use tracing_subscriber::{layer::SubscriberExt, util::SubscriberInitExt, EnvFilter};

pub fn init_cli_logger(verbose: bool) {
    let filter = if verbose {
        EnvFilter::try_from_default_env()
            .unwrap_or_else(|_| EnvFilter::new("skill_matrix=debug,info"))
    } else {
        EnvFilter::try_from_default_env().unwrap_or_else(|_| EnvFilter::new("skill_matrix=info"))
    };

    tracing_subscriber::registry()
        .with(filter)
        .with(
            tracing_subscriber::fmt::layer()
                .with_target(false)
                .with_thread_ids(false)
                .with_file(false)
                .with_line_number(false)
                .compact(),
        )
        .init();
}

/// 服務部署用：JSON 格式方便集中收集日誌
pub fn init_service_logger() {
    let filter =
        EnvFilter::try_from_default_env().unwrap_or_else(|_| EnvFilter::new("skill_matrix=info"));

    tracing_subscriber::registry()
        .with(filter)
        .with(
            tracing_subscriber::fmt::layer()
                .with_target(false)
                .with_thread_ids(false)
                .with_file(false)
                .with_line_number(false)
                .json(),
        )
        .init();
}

= = = = = = =

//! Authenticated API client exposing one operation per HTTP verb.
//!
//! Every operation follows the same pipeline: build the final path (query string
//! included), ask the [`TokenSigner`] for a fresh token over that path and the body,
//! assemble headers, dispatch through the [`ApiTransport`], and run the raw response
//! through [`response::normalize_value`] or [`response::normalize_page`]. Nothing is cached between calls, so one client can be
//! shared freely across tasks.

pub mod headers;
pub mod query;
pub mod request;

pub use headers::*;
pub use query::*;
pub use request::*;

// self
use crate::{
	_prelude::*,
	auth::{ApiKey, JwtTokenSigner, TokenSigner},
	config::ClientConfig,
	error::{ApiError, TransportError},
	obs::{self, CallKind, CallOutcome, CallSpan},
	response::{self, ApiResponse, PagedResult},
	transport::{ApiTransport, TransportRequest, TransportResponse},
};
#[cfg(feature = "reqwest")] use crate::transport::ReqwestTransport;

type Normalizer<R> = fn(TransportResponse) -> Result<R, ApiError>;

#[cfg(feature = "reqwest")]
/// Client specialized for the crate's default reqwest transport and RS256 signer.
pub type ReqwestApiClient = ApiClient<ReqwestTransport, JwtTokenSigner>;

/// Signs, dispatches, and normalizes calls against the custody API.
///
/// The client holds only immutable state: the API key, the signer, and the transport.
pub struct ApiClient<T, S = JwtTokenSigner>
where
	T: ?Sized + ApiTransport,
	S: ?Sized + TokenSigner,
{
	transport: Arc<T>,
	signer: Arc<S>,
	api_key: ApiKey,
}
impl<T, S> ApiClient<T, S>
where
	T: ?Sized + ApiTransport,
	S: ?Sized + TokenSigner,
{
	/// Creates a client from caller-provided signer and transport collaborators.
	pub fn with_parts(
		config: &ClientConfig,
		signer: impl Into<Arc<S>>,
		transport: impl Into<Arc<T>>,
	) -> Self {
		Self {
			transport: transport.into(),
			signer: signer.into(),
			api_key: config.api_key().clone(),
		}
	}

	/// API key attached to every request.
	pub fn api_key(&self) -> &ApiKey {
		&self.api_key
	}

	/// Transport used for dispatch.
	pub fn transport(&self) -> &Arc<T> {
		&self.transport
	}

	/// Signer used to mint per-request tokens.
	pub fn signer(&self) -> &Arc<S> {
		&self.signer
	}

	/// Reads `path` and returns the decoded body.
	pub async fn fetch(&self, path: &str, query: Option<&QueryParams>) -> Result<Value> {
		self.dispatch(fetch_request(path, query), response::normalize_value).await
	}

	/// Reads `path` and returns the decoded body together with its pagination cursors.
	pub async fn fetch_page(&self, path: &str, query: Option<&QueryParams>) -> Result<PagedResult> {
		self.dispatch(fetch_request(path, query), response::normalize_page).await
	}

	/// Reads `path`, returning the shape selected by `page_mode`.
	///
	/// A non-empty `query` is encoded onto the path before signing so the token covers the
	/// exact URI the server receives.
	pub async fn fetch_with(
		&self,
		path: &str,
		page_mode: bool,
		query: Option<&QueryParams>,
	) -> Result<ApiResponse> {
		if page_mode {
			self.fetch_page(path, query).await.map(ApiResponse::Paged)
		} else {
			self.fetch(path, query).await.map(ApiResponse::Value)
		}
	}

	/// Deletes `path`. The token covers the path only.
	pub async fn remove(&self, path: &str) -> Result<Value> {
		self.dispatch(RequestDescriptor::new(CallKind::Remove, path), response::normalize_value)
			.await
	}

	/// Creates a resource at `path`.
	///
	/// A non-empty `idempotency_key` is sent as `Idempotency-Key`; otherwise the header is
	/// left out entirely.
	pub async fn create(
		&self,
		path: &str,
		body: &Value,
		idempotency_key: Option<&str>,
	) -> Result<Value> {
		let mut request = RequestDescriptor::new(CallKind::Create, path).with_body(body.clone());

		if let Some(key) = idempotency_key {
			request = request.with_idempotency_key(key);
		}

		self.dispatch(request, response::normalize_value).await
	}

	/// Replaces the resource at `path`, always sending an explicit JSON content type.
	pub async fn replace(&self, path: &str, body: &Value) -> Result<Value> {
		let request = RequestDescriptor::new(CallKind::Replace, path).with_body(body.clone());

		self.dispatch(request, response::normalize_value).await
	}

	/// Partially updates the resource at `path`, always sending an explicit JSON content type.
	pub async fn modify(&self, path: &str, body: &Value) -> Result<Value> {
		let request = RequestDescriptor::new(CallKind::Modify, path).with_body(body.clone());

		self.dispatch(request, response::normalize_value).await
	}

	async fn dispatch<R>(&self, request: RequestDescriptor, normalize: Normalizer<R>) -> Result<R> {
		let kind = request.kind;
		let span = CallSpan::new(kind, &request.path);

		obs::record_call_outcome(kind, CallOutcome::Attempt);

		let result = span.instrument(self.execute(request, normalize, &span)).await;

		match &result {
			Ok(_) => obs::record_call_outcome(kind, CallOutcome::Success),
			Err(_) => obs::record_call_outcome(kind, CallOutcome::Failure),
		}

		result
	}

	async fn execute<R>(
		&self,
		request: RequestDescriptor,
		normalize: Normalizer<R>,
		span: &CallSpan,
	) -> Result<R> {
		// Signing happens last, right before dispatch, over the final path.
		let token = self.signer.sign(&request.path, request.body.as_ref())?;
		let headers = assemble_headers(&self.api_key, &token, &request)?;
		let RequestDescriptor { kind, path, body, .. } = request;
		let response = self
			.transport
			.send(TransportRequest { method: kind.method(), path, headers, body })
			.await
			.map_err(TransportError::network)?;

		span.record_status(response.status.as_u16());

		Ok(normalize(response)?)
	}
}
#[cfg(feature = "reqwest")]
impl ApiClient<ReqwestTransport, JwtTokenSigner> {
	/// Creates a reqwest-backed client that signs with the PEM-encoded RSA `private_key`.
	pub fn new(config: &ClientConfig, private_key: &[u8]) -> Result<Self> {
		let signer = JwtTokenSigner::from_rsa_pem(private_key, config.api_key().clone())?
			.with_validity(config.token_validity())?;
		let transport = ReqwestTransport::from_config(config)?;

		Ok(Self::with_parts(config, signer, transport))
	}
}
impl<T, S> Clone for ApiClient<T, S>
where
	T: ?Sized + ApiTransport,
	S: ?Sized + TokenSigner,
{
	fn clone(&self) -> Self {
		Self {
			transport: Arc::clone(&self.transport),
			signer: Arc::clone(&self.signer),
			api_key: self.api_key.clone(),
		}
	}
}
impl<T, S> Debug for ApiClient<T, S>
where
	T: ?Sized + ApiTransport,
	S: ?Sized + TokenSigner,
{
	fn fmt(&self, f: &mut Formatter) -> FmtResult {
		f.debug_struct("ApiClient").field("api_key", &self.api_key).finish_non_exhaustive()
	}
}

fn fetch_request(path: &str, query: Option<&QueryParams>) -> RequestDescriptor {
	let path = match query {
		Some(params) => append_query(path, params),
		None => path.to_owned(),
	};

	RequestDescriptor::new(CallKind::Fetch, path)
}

= = = = = = =

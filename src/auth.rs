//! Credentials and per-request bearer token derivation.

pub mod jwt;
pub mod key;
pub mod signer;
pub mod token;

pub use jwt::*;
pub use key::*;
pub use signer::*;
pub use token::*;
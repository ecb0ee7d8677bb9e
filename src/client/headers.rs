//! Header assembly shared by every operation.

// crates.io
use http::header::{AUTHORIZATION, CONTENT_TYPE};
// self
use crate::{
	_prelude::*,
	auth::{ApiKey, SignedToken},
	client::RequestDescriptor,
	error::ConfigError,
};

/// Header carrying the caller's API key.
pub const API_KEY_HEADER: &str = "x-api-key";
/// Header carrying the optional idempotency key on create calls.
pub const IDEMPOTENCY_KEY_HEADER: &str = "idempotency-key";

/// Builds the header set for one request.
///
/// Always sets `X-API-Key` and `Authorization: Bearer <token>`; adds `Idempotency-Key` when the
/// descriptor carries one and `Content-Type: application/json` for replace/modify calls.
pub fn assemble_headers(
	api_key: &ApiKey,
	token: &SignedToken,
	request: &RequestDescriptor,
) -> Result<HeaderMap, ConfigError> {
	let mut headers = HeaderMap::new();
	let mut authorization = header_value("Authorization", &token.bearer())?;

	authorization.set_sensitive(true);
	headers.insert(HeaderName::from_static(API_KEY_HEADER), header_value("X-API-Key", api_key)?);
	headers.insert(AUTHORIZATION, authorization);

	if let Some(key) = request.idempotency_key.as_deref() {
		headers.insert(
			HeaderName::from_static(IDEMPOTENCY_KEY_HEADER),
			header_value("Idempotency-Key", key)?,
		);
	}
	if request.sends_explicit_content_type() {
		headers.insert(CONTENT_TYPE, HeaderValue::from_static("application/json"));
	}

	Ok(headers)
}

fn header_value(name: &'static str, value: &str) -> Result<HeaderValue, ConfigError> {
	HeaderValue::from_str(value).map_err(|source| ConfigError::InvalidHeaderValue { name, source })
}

= = = = = = =

→ TASK BRIEF
Copy only this part of the entries above: the line with "Partially updates the", the line with "let span = CallSpan::new(kind, &request.path);", and the lines between, all exactly as written.

→ THE COMPLETED TASK
	/// Partially updates the resource at `path`, always sending an explicit JSON content type.
	pub async fn modify(&self, path: &str, body: &Value) -> Result<Value> {
		let request = RequestDescriptor::new(CallKind::Modify, path).with_body(body.clone());

		self.dispatch(request, response::normalize_value).await
	}

	async fn dispatch<R>(&self, request: RequestDescriptor, normalize: Normalizer<R>) -> Result<R> {
		let kind = request.kind;
		let span = CallSpan::new(kind, &request.path);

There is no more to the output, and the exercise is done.